- **Data supplied**:

== Segment start ==

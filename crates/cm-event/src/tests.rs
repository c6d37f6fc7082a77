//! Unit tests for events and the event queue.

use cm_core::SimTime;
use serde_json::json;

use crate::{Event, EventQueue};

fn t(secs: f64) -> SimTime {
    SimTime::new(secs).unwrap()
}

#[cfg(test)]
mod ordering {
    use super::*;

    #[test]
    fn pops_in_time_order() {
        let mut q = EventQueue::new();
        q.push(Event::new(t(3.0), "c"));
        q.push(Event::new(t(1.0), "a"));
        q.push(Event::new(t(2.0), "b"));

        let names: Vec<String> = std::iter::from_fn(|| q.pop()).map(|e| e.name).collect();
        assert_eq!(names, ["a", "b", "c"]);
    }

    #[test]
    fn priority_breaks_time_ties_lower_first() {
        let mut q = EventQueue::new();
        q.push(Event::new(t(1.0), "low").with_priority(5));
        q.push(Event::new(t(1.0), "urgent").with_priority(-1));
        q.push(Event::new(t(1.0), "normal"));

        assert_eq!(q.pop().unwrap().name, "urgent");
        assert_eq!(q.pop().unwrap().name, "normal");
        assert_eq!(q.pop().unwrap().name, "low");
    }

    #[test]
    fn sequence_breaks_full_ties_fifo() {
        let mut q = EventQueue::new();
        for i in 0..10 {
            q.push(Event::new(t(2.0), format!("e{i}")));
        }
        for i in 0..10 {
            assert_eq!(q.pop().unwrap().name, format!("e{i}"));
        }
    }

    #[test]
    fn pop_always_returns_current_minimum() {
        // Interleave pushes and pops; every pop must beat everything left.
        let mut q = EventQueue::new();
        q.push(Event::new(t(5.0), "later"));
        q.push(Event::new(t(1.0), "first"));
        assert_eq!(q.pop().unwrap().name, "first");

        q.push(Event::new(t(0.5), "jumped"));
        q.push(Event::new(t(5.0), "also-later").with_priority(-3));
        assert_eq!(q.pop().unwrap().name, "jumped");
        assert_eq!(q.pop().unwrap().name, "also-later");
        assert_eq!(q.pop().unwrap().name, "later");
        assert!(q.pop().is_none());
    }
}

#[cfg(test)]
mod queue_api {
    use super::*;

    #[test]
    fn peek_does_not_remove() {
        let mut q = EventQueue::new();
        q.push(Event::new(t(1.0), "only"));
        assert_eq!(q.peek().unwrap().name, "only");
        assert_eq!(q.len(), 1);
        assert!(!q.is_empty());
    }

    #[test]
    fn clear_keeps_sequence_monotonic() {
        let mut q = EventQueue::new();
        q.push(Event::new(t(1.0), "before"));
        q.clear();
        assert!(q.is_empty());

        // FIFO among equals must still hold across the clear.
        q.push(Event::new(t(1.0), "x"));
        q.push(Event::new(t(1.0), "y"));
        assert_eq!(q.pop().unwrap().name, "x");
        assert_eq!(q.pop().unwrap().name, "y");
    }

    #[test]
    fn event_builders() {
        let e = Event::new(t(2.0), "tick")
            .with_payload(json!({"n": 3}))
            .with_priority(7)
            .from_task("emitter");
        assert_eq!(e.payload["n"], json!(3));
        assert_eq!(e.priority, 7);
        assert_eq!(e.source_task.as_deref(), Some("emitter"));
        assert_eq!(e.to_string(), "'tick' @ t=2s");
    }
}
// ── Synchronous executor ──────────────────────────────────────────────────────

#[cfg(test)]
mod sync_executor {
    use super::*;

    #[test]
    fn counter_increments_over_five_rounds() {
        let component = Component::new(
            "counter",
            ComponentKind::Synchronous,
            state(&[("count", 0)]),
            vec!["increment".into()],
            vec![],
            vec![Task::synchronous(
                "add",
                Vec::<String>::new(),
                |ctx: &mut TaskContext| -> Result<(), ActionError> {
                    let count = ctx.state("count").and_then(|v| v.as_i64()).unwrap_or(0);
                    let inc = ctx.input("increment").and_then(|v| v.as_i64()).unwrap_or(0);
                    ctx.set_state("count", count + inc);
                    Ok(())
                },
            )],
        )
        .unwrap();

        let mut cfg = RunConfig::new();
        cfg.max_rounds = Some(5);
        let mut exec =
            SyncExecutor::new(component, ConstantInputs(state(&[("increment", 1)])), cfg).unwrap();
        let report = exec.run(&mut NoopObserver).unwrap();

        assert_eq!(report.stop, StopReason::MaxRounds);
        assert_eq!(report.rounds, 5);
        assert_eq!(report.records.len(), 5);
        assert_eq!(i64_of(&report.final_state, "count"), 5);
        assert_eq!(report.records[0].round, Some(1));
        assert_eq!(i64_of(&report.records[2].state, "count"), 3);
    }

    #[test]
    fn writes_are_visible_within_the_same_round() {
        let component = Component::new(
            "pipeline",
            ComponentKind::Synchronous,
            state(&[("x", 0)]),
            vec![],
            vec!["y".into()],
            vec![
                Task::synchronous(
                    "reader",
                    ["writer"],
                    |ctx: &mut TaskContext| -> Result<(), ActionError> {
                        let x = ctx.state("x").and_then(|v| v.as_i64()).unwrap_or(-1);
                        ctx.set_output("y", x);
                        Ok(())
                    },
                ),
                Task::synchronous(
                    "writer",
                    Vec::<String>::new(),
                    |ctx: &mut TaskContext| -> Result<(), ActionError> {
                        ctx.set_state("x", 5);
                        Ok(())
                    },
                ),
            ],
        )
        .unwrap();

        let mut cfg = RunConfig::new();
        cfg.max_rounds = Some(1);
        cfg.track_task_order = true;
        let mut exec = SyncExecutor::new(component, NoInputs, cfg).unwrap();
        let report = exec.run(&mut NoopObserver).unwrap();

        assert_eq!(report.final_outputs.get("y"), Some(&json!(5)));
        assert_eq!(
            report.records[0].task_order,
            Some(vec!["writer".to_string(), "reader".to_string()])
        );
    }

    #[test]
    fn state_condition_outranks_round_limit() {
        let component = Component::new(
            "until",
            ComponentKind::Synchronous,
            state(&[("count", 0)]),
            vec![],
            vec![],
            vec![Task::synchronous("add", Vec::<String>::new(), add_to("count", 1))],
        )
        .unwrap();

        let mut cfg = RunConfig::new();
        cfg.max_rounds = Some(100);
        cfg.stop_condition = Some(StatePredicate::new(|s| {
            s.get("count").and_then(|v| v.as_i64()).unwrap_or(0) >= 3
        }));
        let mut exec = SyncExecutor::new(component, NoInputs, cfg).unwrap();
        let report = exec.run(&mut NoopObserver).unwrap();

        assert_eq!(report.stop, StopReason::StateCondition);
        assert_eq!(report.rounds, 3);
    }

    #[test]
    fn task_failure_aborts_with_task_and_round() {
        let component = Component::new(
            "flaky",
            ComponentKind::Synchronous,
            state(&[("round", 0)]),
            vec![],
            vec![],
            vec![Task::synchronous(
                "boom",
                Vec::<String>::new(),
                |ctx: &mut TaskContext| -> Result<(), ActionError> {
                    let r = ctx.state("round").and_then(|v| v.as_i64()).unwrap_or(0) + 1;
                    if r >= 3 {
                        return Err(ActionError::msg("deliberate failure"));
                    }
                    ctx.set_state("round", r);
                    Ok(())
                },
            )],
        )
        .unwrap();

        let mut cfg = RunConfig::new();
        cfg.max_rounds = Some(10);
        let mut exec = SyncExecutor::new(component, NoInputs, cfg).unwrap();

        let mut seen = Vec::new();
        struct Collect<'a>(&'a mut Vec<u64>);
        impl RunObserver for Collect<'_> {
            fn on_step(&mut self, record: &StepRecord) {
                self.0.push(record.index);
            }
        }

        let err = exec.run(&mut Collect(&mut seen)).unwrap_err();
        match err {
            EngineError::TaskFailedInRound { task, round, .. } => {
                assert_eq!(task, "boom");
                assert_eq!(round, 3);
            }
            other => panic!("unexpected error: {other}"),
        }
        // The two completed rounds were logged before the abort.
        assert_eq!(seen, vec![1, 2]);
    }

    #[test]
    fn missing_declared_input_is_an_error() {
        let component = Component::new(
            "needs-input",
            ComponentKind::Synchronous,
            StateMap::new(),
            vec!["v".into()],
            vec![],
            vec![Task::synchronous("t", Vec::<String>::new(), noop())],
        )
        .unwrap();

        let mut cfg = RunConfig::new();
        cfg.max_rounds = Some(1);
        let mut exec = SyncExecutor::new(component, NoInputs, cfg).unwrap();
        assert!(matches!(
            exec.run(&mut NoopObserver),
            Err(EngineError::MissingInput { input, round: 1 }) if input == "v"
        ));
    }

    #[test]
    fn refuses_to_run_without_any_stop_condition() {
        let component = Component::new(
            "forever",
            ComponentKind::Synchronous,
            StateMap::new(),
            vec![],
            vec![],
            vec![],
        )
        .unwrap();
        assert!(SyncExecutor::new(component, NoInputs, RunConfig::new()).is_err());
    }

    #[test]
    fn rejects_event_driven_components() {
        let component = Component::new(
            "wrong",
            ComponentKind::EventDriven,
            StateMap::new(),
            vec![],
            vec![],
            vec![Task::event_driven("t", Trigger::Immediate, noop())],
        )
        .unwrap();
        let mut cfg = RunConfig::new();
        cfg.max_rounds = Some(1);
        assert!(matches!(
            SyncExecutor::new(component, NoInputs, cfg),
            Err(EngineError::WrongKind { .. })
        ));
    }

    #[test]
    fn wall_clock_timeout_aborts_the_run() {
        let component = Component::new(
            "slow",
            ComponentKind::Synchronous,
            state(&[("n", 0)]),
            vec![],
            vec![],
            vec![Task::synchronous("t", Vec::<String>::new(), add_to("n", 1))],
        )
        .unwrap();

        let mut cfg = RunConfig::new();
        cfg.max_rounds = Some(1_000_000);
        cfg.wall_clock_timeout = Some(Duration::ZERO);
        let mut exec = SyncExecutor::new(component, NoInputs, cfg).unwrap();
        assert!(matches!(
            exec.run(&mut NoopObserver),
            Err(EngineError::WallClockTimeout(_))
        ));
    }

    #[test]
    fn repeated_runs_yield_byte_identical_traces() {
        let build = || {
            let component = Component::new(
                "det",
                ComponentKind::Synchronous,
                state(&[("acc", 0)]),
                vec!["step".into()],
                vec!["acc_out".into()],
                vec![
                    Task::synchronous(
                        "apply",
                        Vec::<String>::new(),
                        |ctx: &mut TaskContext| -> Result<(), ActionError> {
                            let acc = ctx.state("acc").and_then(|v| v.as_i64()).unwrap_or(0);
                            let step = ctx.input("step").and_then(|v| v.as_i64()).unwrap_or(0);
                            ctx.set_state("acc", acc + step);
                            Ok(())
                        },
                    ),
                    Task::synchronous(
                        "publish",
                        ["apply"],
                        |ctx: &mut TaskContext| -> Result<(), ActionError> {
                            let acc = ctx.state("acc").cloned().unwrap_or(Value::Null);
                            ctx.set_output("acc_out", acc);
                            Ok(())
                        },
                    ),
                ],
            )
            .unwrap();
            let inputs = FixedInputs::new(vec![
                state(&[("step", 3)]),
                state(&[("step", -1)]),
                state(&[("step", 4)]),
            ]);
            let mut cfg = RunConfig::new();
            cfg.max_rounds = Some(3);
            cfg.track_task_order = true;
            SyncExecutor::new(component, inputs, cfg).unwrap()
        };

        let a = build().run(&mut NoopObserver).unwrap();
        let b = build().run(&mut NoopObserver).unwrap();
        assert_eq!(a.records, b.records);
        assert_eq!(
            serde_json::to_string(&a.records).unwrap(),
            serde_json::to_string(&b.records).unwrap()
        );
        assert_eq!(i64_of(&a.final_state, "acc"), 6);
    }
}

== Segment end ==

- **Activity**: The result should be every line of the material that contains the word "must", so copy those lines.

- **The completed task**:
        // Interleave pushes and pops; every pop must beat everything left.
        // FIFO among equals must still hold across the clear.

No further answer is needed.